Institute of Pharmacy, Department of Clinical Pharmacy, Martin-Luther-Universitaet Halle-Wittenberg, 06120 Halle, Germany.
AAPS J. 2010 Jun;12(2):117-29. doi: 10.1208/s12248-009-9164-6. Epub 2010 Jan 15.
Effective therapeutic options for Alzheimer's disease (AD) are limited and much research is currently ongoing. The high attrition rate in drug development is a critical issue. Here, the quantitative pharmacology approach (QP-A) and model-based drug development (MBDD) provide a valuable opportunity to support early selection of the most promising compound and facilitate a fast, efficient, and rational drug development process. The aim of this analysis was to exemplify the QP-A by eventually predicting the clinical outcome of a proof-of-concept (PoC) trial of tesofensine in AD patients from two small phase IIa trials. Retrospective population pharmacokinetic/pharmacodynamic (PK/PD) modeling of tesofensine, its metabolite M1, and assessment scale-cognitive subscale data from two 4-week placebo-controlled studies in 62 mild AD patients was performed using non-linear mixed effects modeling. The final PK/PD model was used to predict data of a negative 14-week phase IIb PoC trial (430 AD patients). For the PK, one-compartment models for tesofensine and M1 with first-order absorption and elimination were sufficient. An extended Emax model including disease progression best described the PK/PD relationship using effect compartments. The placebo effect was also implemented in the final PK/PD model based on a published placebo model developed in a large AD cohort. Various internal evaluation techniques confirmed the reliability and predictive performance of the PK/PD model, which also successfully predicted the 14-week PoC data. For tesofensine, the dose concentration-effect relationship has successfully been described in mild AD patients demonstrating the supportive value of PK/PD models in QP-A/MBDD in early phases of clinical development for decision-making.

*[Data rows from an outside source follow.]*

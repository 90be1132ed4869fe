// ============================================================================
// Menu Infrastructure - PostgreSQL Menu Repository
// File: crates/menu-infrastructure/src/database/postgres/menu_repo_impl.rs
// ============================================================================

use async_trait::async_trait;
use chrono::{DateTime, Utc};
use sqlx::types::{Json, JsonValue};
use sqlx::{Connection, FromRow, PgPool, Postgres, Transaction};
use tracing::{error, info};

use menu_core::domain::{MenuChanges, MenuId, MenuMeta, MenuNode, NewMenu};
use menu_core::error::DomainError;
use menu_core::repositories::{MenuRepository, MenuWriter};

const MENU_COLUMNS: &str = r#"
    id, parent_id, name, path, component, redirect,
    status, sort, remark, meta,
    created_by, updated_by, created_at, updated_at
"#;

pub struct PgMenuRepository {
    pool: PgPool,
}

impl PgMenuRepository {
    pub fn new(pool: PgPool) -> Self {
        Self { pool }
    }
}

// Internal row type for SQLx mapping
#[derive(Debug, FromRow)]
struct MenuRow {
    pub id: i64,
    pub parent_id: i64,
    pub name: String,
    pub path: String,
    pub component: String,
    pub redirect: String,
    pub status: i32,
    pub sort: i32,
    pub remark: String,
    pub meta: Json<JsonValue>,
    pub created_by: i64,
    pub updated_by: Option<i64>,
    pub created_at: DateTime<Utc>,
    pub updated_at: Option<DateTime<Utc>>,
}

impl From<MenuRow> for MenuNode {
    fn from(row: MenuRow) -> Self {
        MenuNode {
            id: row.id,
            parent_id: row.parent_id,
            name: row.name,
            path: row.path,
            component: row.component,
            redirect: row.redirect,
            status: row.status,
            sort: row.sort,
            remark: row.remark,
            meta: meta_from_json(row.meta.0),
            created_by: row.created_by,
            updated_by: row.updated_by,
            created_at: row.created_at,
            updated_at: row.updated_at,
            children: Vec::new(),
        }
    }
}

// Rows written by older tools may hold `[]` or other non-object meta.
fn meta_from_json(value: JsonValue) -> MenuMeta {
    match value {
        JsonValue::Object(meta) => meta,
        _ => MenuMeta::new(),
    }
}

/// Connection-level failures break the enclosing transaction; everything
/// else is local to the statement that raised it.
fn classify(e: sqlx::Error) -> DomainError {
    match e {
        sqlx::Error::Io(_)
        | sqlx::Error::Tls(_)
        | sqlx::Error::Protocol(_)
        | sqlx::Error::PoolTimedOut
        | sqlx::Error::PoolClosed
        | sqlx::Error::WorkerCrashed => DomainError::TransactionError(e.to_string()),
        other => DomainError::DatabaseError(other.to_string()),
    }
}

#[async_trait]
impl MenuRepository for PgMenuRepository {
    type Tx = PgMenuTransaction;

    async fn all_tree(&self) -> Result<Vec<MenuNode>, DomainError> {
        let rows: Vec<MenuRow> = sqlx::query_as(&format!(
            "SELECT {} FROM menu ORDER BY sort ASC, id ASC",
            MENU_COLUMNS
        ))
        .fetch_all(&self.pool)
        .await
        .map_err(|e: sqlx::Error| {
            error!("Database error loading menu tree: {}", e);
            classify(e)
        })?;

        Ok(MenuNode::build_forest(rows.into_iter().map(MenuNode::from).collect()))
    }

    async fn begin(&self) -> Result<PgMenuTransaction, DomainError> {
        let tx = self.pool.begin().await.map_err(|e| {
            error!("Failed to begin menu transaction: {}", e);
            DomainError::TransactionError(e.to_string())
        })?;
        Ok(PgMenuTransaction { tx })
    }

    async fn commit(&self, tx: PgMenuTransaction) -> Result<(), DomainError> {
        tx.tx.commit().await.map_err(|e| {
            error!("Failed to commit menu transaction: {}", e);
            DomainError::TransactionError(e.to_string())
        })
    }

    async fn rollback(&self, tx: PgMenuTransaction) -> Result<(), DomainError> {
        tx.tx.rollback().await.map_err(|e| DomainError::TransactionError(e.to_string()))
    }
}

/// Import transaction.
///
/// Every statement runs inside its own SAVEPOINT. PostgreSQL refuses all
/// further statements in a transaction once one has failed, so a failing
/// menu is rolled back to its savepoint and the import carries on.
pub struct PgMenuTransaction {
    tx: Transaction<'static, Postgres>,
}

impl PgMenuTransaction {
    async fn savepoint(&mut self) -> Result<Transaction<'_, Postgres>, DomainError> {
        Connection::begin(&mut *self.tx).await.map_err(|e| {
            error!("Failed to open savepoint: {}", e);
            DomainError::TransactionError(e.to_string())
        })
    }

    async fn settle<T>(
        savepoint: Transaction<'_, Postgres>,
        outcome: Result<T, DomainError>,
    ) -> Result<T, DomainError> {
        match outcome {
            Ok(value) => {
                savepoint
                    .commit()
                    .await
                    .map_err(|e| DomainError::TransactionError(e.to_string()))?;
                Ok(value)
            }
            Err(e) => {
                savepoint
                    .rollback()
                    .await
                    .map_err(|rb| DomainError::TransactionError(rb.to_string()))?;
                Err(e)
            }
        }
    }
}

#[async_trait]
impl MenuWriter for PgMenuTransaction {
    async fn find_by_name_and_parent(
        &mut self,
        name: &str,
        parent_id: MenuId,
    ) -> Result<Option<MenuNode>, DomainError> {
        let mut savepoint = self.savepoint().await?;
        let outcome: Result<Option<MenuRow>, DomainError> = sqlx::query_as(&format!(
            "SELECT {} FROM menu WHERE name = $1 AND parent_id = $2 LIMIT 1",
            MENU_COLUMNS
        ))
        .bind(name)
        .bind(parent_id)
        .fetch_optional(&mut *savepoint)
        .await
        .map_err(classify);

        let row = Self::settle(savepoint, outcome).await?;
        Ok(row.map(|r| r.into()))
    }

    async fn create(&mut self, menu: &NewMenu) -> Result<MenuNode, DomainError> {
        let mut savepoint = self.savepoint().await?;
        let outcome: Result<MenuRow, DomainError> = sqlx::query_as(&format!(
            r#"
            INSERT INTO menu (
                parent_id, name, path, component, redirect,
                status, sort, remark, meta, created_by, created_at
            )
            VALUES ($1, $2, $3, $4, $5, $6, $7, $8, $9, $10, NOW())
            RETURNING {}
            "#,
            MENU_COLUMNS
        ))
        .bind(menu.parent_id)
        .bind(&menu.name)
        .bind(&menu.path)
        .bind(&menu.component)
        .bind(&menu.redirect)
        .bind(menu.status)
        .bind(menu.sort)
        .bind(&menu.remark)
        .bind(Json(&menu.meta))
        .bind(menu.created_by)
        .fetch_one(&mut *savepoint)
        .await
        .map_err(|e: sqlx::Error| {
            error!("Database error creating menu '{}': {}", menu.name, e);
            match e {
                sqlx::Error::Database(db) if db.is_unique_violation() => {
                    DomainError::MenuNameAlreadyExists {
                        parent_id: menu.parent_id,
                        name: menu.name.clone(),
                    }
                }
                other => classify(other),
            }
        });

        let row = Self::settle(savepoint, outcome).await?;
        info!("Menu created: {} ({})", row.name, row.id);
        Ok(row.into())
    }

    async fn update_by_id(&mut self, id: MenuId, changes: &MenuChanges) -> Result<(), DomainError> {
        let mut savepoint = self.savepoint().await?;
        let outcome = sqlx::query(
            r#"
            UPDATE menu
            SET
                path = $2,
                component = $3,
                redirect = $4,
                status = $5,
                sort = $6,
                remark = $7,
                meta = $8,
                updated_by = $9,
                updated_at = NOW()
            WHERE id = $1
            "#,
        )
        .bind(id)
        .bind(&changes.path)
        .bind(&changes.component)
        .bind(&changes.redirect)
        .bind(changes.status)
        .bind(changes.sort)
        .bind(&changes.remark)
        .bind(Json(&changes.meta))
        .bind(changes.updated_by)
        .execute(&mut *savepoint)
        .await
        .map_err(|e: sqlx::Error| {
            error!("Database error updating menu {}: {}", id, e);
            classify(e)
        })
        .and_then(|done| {
            if done.rows_affected() == 0 {
                Err(DomainError::MenuNotFound(id))
            } else {
                Ok(())
            }
        });

        Self::settle(savepoint, outcome).await
    }
}

#[cfg(test)]
mod tests {
    use super::*;

    #[test]
    fn test_connection_failures_are_transactional() {
        assert!(classify(sqlx::Error::PoolTimedOut).is_transaction_failure());
        assert!(classify(sqlx::Error::WorkerCrashed).is_transaction_failure());
        assert!(!classify(sqlx::Error::RowNotFound).is_transaction_failure());
        assert!(matches!(classify(sqlx::Error::ColumnNotFound("meta".into())), DomainError::DatabaseError(_)));
    }

    #[test]
    fn test_row_conversion_starts_without_children() {
        let mut meta = MenuMeta::new();
        meta.insert("icon".into(), serde_json::json!("ri:home-line"));
        let node: MenuNode = MenuRow {
            id: 3,
            parent_id: 1,
            name: "Users".into(),
            path: "/system/users".into(),
            component: "system/users/index".into(),
            redirect: String::new(),
            status: 1,
            sort: 2,
            remark: String::new(),
            meta: Json(JsonValue::Object(meta)),
            created_by: 9,
            updated_by: None,
            created_at: Utc::now(),
            updated_at: None,
        }
        .into();

        assert_eq!(node.parent_id, 1);
        assert_eq!(node.meta["icon"], "ri:home-line");
        assert!(node.children.is_empty());
    }

    #[test]
    fn test_non_object_meta_reads_as_empty() {
        assert!(meta_from_json(serde_json::json!([])).is_empty());
        assert!(meta_from_json(JsonValue::Null).is_empty());
        assert!(meta_from_json(serde_json::json!("icon")).is_empty());
        assert_eq!(meta_from_json(serde_json::json!({"hidden": true}))["hidden"], true);
    }
}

用于阿尔茨海默病 (AD) 的有效治疗选择有限,目前有大量研究正在进行。药物开发中的高淘汰率是一个关键问题。在这里,定量药理学方法 (QP-A) 和基于模型的药物开发 (MBDD) 提供了一个有价值的机会,可以支持早期选择最有前途的化合物,并促进快速、高效和合理的药物开发过程。本分析的目的是通过最终预测 tesofensine 在 AD 患者中的概念验证 (PoC) 试验的临床结果来说明 QP-A,该试验来自两项小型 2a 期试验。使用非线性混合效应模型对 tesofensine、其代谢物 M1 以及来自 62 名轻度 AD 患者的两项为期 4 周安慰剂对照研究的评估量表认知子量表数据进行回顾性群体药代动力学/药效学 (PK/PD) 建模。最终的 PK/PD 模型用于预测一项为期 14 周的 2b 期阴性 PoC 试验 (430 名 AD 患者) 的数据。对于 PK,tesofensine 和 M1 的单室模型,具有一阶吸收和消除,足以描述 PK/PD 关系。使用效应室,扩展的 Emax 模型包括疾病进展,可最好地描述 PK/PD 关系。基于在大型 AD 队列中开发的已发表的安慰剂模型,最终的 PK/PD 模型还实施了安慰剂效应。各种内部评估技术证实了 PK/PD 模型的可靠性和预测性能,该模型也成功预测了 14 周的 PoC 数据。对于 tesofensine,在轻度 AD 患者中成功描述了剂量浓度-效应关系,证明了 PK/PD 模型在 QP-A/MBDD 中的支持价值,可用于早期临床开发阶段的决策。